Dataset excerpts:
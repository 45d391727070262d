//! Error types for the rcc CLI.
//!
//! Every error carries:
//! - A stable code for machine parsing
//! - A category for grouping
//! - A headline and a remediation hint for humans
//! - An exit code
//!
//! # Human-Facing Output
//!
//! ```text
//! ✗ Invalid Configuration Value
//!   Reason: invalid value for quarkus.rest-client.api.connect-timeout: ...
//!   Fix: Correct the value at the reported key, or remove it to fall back
//! ```

use serde::{Deserialize, Serialize};
use std::collections::BTreeMap;
use thiserror::Error;

use crate::exit_codes::ExitCode;
use rcc_config::ConfigError;

/// Result type alias for rcc operations.
pub type Result<T> = std::result::Result<T, Error>;

/// Error categories for grouping related errors.
#[derive(Debug, Clone, Copy, PartialEq, Eq, Serialize, Deserialize)]
#[serde(rename_all = "snake_case")]
pub enum ErrorCategory {
    /// Config files and overrides.
    Config,
    /// Present values that do not convert.
    Conversion,
    /// Command line usage.
    Usage,
    /// Rendering and I/O.
    Io,
}

impl std::fmt::Display for ErrorCategory {
    fn fmt(&self, f: &mut std::fmt::Formatter<'_>) -> std::fmt::Result {
        match self {
            ErrorCategory::Config => write!(f, "config"),
            ErrorCategory::Conversion => write!(f, "conversion"),
            ErrorCategory::Usage => write!(f, "usage"),
            ErrorCategory::Io => write!(f, "io"),
        }
    }
}

/// Unified error type for the CLI.
#[derive(Error, Debug)]
pub enum Error {
    #[error(transparent)]
    Config(#[from] ConfigError),

    #[error("unknown field '{name}'; expected one of: {expected}")]
    UnknownField { name: String, expected: String },

    #[error("no client identity given; pass --key or --type")]
    MissingIdentity,

    #[error("failed to render {format} output: {message}")]
    Render { format: &'static str, message: String },

    #[error("I/O error: {0}")]
    Io(#[from] std::io::Error),
}

impl Error {
    /// Stable error code.
    ///
    /// Configuration errors keep the codes of [`ConfigError`] (60-69);
    /// CLI errors use 10-19 for usage and 70-79 for output.
    pub fn code(&self) -> u32 {
        match self {
            Error::Config(inner) => inner.code(),
            Error::UnknownField { .. } => 10,
            Error::MissingIdentity => 11,
            Error::Render { .. } => 70,
            Error::Io(_) => 71,
        }
    }

    pub fn category(&self) -> ErrorCategory {
        match self {
            Error::Config(ConfigError::Conversion { .. }) => ErrorCategory::Conversion,
            Error::Config(ConfigError::Io { .. }) => ErrorCategory::Io,
            Error::Config(_) => ErrorCategory::Config,
            Error::UnknownField { .. } | Error::MissingIdentity => ErrorCategory::Usage,
            Error::Render { .. } | Error::Io(_) => ErrorCategory::Io,
        }
    }

    pub fn exit_code(&self) -> ExitCode {
        match self {
            Error::Config(ConfigError::Conversion { .. }) => ExitCode::ConversionError,
            Error::Config(ConfigError::Io { .. }) => ExitCode::IoError,
            Error::Config(ConfigError::InvalidOverride(_)) => ExitCode::ArgsError,
            Error::Config(_) => ExitCode::ConfigError,
            Error::UnknownField { .. } | Error::MissingIdentity => ExitCode::ArgsError,
            Error::Render { .. } => ExitCode::InternalError,
            Error::Io(_) => ExitCode::IoError,
        }
    }

    /// Returns a short headline for human-readable output.
    pub fn headline(&self) -> &'static str {
        match self {
            Error::Config(ConfigError::Io { .. }) => "Cannot Read Config File",
            Error::Config(ConfigError::Parse { .. }) => "Config File Parse Error",
            Error::Config(ConfigError::UnsupportedFormat { .. }) => "Unsupported Config Format",
            Error::Config(ConfigError::InvalidOverride(_)) => "Invalid Override",
            Error::Config(ConfigError::Conversion { .. }) => "Invalid Configuration Value",
            Error::UnknownField { .. } => "Unknown Field",
            Error::MissingIdentity => "Missing Client Identity",
            Error::Render { .. } => "Output Error",
            Error::Io(_) => "I/O Error",
        }
    }

    /// Returns a remediation hint for humans.
    pub fn remediation(&self) -> &'static str {
        match self {
            Error::Config(ConfigError::Io { .. }) => "Check the --config path, RCC_CONFIG_FILE and file permissions",
            Error::Config(ConfigError::Parse { .. }) => "Fix the syntax error at the reported location",
            Error::Config(ConfigError::UnsupportedFormat { .. }) => {
                "Use a .properties, .toml, .yaml, .yml or .json file"
            }
            Error::Config(ConfigError::InvalidOverride(_)) => "Write overrides as --set KEY=VALUE",
            Error::Config(ConfigError::Conversion { .. }) => {
                "Correct the value at the reported key, or remove it to fall back"
            }
            Error::UnknownField { .. } => "Run 'rcc explain --help' for field names",
            Error::MissingIdentity => "Pass --key NAME or --type PATH",
            Error::Render { .. } => "Try --format json",
            Error::Io(_) => "Check that stdout and stderr are writable",
        }
    }
}

/// Structured error response for JSON output.
#[derive(Debug, Clone, Serialize, Deserialize)]
pub struct StructuredError {
    pub code: u32,
    pub category: ErrorCategory,
    pub message: String,
    pub exit_code: i32,
    pub remediation: String,
    #[serde(default, skip_serializing_if = "BTreeMap::is_empty")]
    pub context: BTreeMap<String, serde_json::Value>,
}

impl From<&Error> for StructuredError {
    fn from(err: &Error) -> Self {
        let mut context = BTreeMap::new();

        match err {
            Error::Config(ConfigError::Conversion { key, value, target, .. }) => {
                context.insert("key".to_string(), serde_json::json!(key));
                context.insert("value".to_string(), serde_json::json!(value));
                context.insert("target".to_string(), serde_json::json!(target));
            }
            Error::Config(ConfigError::Io { path, .. })
            | Error::Config(ConfigError::Parse { path, .. })
            | Error::Config(ConfigError::UnsupportedFormat { path }) => {
                context.insert("path".to_string(), serde_json::json!(path.display().to_string()));
            }
            Error::UnknownField { name, .. } => {
                context.insert("field".to_string(), serde_json::json!(name));
            }
            _ => {}
        }

        StructuredError {
            code: err.code(),
            category: err.category(),
            message: err.to_string(),
            exit_code: err.exit_code().as_i32(),
            remediation: err.remediation().to_string(),
            context,
        }
    }
}

impl StructuredError {
    /// Serialize to pretty JSON string.
    pub fn to_json_pretty(&self) -> String {
        serde_json::to_string_pretty(self).unwrap_or_else(|_| {
            format!(r#"{{"code":{},"error":"serialization_failed"}}"#, self.code)
        })
    }
}

/// Format an error for human-readable stderr output.
///
/// ```text
/// ✗ [Headline]
///   Reason: [Error message]
///   Fix: [Remediation hint]
/// ```
pub fn format_error_human(err: &Error, use_color: bool) -> String {
    let (red, cyan, reset) = if use_color {
        ("\x1b[31m", "\x1b[36m", "\x1b[0m")
    } else {
        ("", "", "")
    };

    format!(
        "{red}✗{reset} {headline}\n  Reason: {message}\n  {cyan}Fix:{reset} {remediation}",
        red = red,
        cyan = cyan,
        reset = reset,
        headline = err.headline(),
        message = err,
        remediation = err.remediation()
    )
}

Work instruction: Each line of the records should be repeated exactly as it stands.

Response for this exercise:
repository 45d391727070262d
//! Error types for the rcc CLI.
//!
//! Every error carries:
//! - A stable code for machine parsing
//! - A category for grouping
//! - A headline and a remediation hint for humans
//! - An exit code
//!
//! # Human-Facing Output
//!
//! ```text
//! ✗ Invalid Configuration Value
//!   Reason: invalid value for quarkus.rest-client.api.connect-timeout: ...
//!   Fix: Correct the value at the reported key, or remove it to fall back
//! ```

use serde::{Deserialize, Serialize};
use std::collections::BTreeMap;
use thiserror::Error;

use crate::exit_codes::ExitCode;
use rcc_config::ConfigError;

/// Result type alias for rcc operations.
pub type Result<T> = std::result::Result<T, Error>;

/// Error categories for grouping related errors.
#[derive(Debug, Clone, Copy, PartialEq, Eq, Serialize, Deserialize)]
#[serde(rename_all = "snake_case")]
pub enum ErrorCategory {
    /// Config files and overrides.
    Config,
    /// Present values that do not convert.
    Conversion,
    /// Command line usage.
    Usage,
    /// Rendering and I/O.
    Io,
}

impl std::fmt::Display for ErrorCategory {
    fn fmt(&self, f: &mut std::fmt::Formatter<'_>) -> std::fmt::Result {
        match self {
            ErrorCategory::Config => write!(f, "config"),
            ErrorCategory::Conversion => write!(f, "conversion"),
            ErrorCategory::Usage => write!(f, "usage"),
            ErrorCategory::Io => write!(f, "io"),
        }
    }
}

/// Unified error type for the CLI.
#[derive(Error, Debug)]
pub enum Error {
    #[error(transparent)]
    Config(#[from] ConfigError),

    #[error("unknown field '{name}'; expected one of: {expected}")]
    UnknownField { name: String, expected: String },

    #[error("no client identity given; pass --key or --type")]
    MissingIdentity,

    #[error("failed to render {format} output: {message}")]
    Render { format: &'static str, message: String },

    #[error("I/O error: {0}")]
    Io(#[from] std::io::Error),
}

impl Error {
    /// Stable error code.
    ///
    /// Configuration errors keep the codes of [`ConfigError`] (60-69);
    /// CLI errors use 10-19 for usage and 70-79 for output.
    pub fn code(&self) -> u32 {
        match self {
            Error::Config(inner) => inner.code(),
            Error::UnknownField { .. } => 10,
            Error::MissingIdentity => 11,
            Error::Render { .. } => 70,
            Error::Io(_) => 71,
        }
    }

    pub fn category(&self) -> ErrorCategory {
        match self {
            Error::Config(ConfigError::Conversion { .. }) => ErrorCategory::Conversion,
            Error::Config(ConfigError::Io { .. }) => ErrorCategory::Io,
            Error::Config(_) => ErrorCategory::Config,
            Error::UnknownField { .. } | Error::MissingIdentity => ErrorCategory::Usage,
            Error::Render { .. } | Error::Io(_) => ErrorCategory::Io,
        }
    }

    pub fn exit_code(&self) -> ExitCode {
        match self {
            Error::Config(ConfigError::Conversion { .. }) => ExitCode::ConversionError,
            Error::Config(ConfigError::Io { .. }) => ExitCode::IoError,
            Error::Config(ConfigError::InvalidOverride(_)) => ExitCode::ArgsError,
            Error::Config(_) => ExitCode::ConfigError,
            Error::UnknownField { .. } | Error::MissingIdentity => ExitCode::ArgsError,
            Error::Render { .. } => ExitCode::InternalError,
            Error::Io(_) => ExitCode::IoError,
        }
    }

    /// Returns a short headline for human-readable output.
    pub fn headline(&self) -> &'static str {
        match self {
            Error::Config(ConfigError::Io { .. }) => "Cannot Read Config File",
            Error::Config(ConfigError::Parse { .. }) => "Config File Parse Error",
            Error::Config(ConfigError::UnsupportedFormat { .. }) => "Unsupported Config Format",
            Error::Config(ConfigError::InvalidOverride(_)) => "Invalid Override",
            Error::Config(ConfigError::Conversion { .. }) => "Invalid Configuration Value",
            Error::UnknownField { .. } => "Unknown Field",
            Error::MissingIdentity => "Missing Client Identity",
            Error::Render { .. } => "Output Error",
            Error::Io(_) => "I/O Error",
        }
    }

    /// Returns a remediation hint for humans.
    pub fn remediation(&self) -> &'static str {
        match self {
            Error::Config(ConfigError::Io { .. }) => "Check the --config path, RCC_CONFIG_FILE and file permissions",
            Error::Config(ConfigError::Parse { .. }) => "Fix the syntax error at the reported location",
            Error::Config(ConfigError::UnsupportedFormat { .. }) => {
                "Use a .properties, .toml, .yaml, .yml or .json file"
            }
            Error::Config(ConfigError::InvalidOverride(_)) => "Write overrides as --set KEY=VALUE",
            Error::Config(ConfigError::Conversion { .. }) => {
                "Correct the value at the reported key, or remove it to fall back"
            }
            Error::UnknownField { .. } => "Run 'rcc explain --help' for field names",
            Error::MissingIdentity => "Pass --key NAME or --type PATH",
            Error::Render { .. } => "Try --format json",
            Error::Io(_) => "Check that stdout and stderr are writable",
        }
    }
}

/// Structured error response for JSON output.
#[derive(Debug, Clone, Serialize, Deserialize)]
pub struct StructuredError {
    pub code: u32,
    pub category: ErrorCategory,
    pub message: String,
    pub exit_code: i32,
    pub remediation: String,
    #[serde(default, skip_serializing_if = "BTreeMap::is_empty")]
    pub context: BTreeMap<String, serde_json::Value>,
}

impl From<&Error> for StructuredError {
    fn from(err: &Error) -> Self {
        let mut context = BTreeMap::new();

        match err {
            Error::Config(ConfigError::Conversion { key, value, target, .. }) => {
                context.insert("key".to_string(), serde_json::json!(key));
                context.insert("value".to_string(), serde_json::json!(value));
                context.insert("target".to_string(), serde_json::json!(target));
            }
            Error::Config(ConfigError::Io { path, .. })
            | Error::Config(ConfigError::Parse { path, .. })
            | Error::Config(ConfigError::UnsupportedFormat { path }) => {
                context.insert("path".to_string(), serde_json::json!(path.display().to_string()));
            }
            Error::UnknownField { name, .. } => {
                context.insert("field".to_string(), serde_json::json!(name));
            }
            _ => {}
        }

        StructuredError {
            code: err.code(),
            category: err.category(),
            message: err.to_string(),
            exit_code: err.exit_code().as_i32(),
            remediation: err.remediation().to_string(),
            context,
        }
    }
}

impl StructuredError {
    /// Serialize to pretty JSON string.
    pub fn to_json_pretty(&self) -> String {
        serde_json::to_string_pretty(self).unwrap_or_else(|_| {
            format!(r#"{{"code":{},"error":"serialization_failed"}}"#, self.code)
        })
    }
}

/// Format an error for human-readable stderr output.
///
/// ```text
/// ✗ [Headline]
///   Reason: [Error message]
///   Fix: [Remediation hint]
/// ```
pub fn format_error_human(err: &Error, use_color: bool) -> String {
    let (red, cyan, reset) = if use_color {
        ("\x1b[31m", "\x1b[36m", "\x1b[0m")
    } else {
        ("", "", "")
    };

    format!(
        "{red}✗{reset} {headline}\n  Reason: {message}\n  {cyan}Fix:{reset} {remediation}",
        red = red,
        cyan = cyan,
        reset = reset,
        headline = err.headline(),
        message = err,
        remediation = err.remediation()
    )
}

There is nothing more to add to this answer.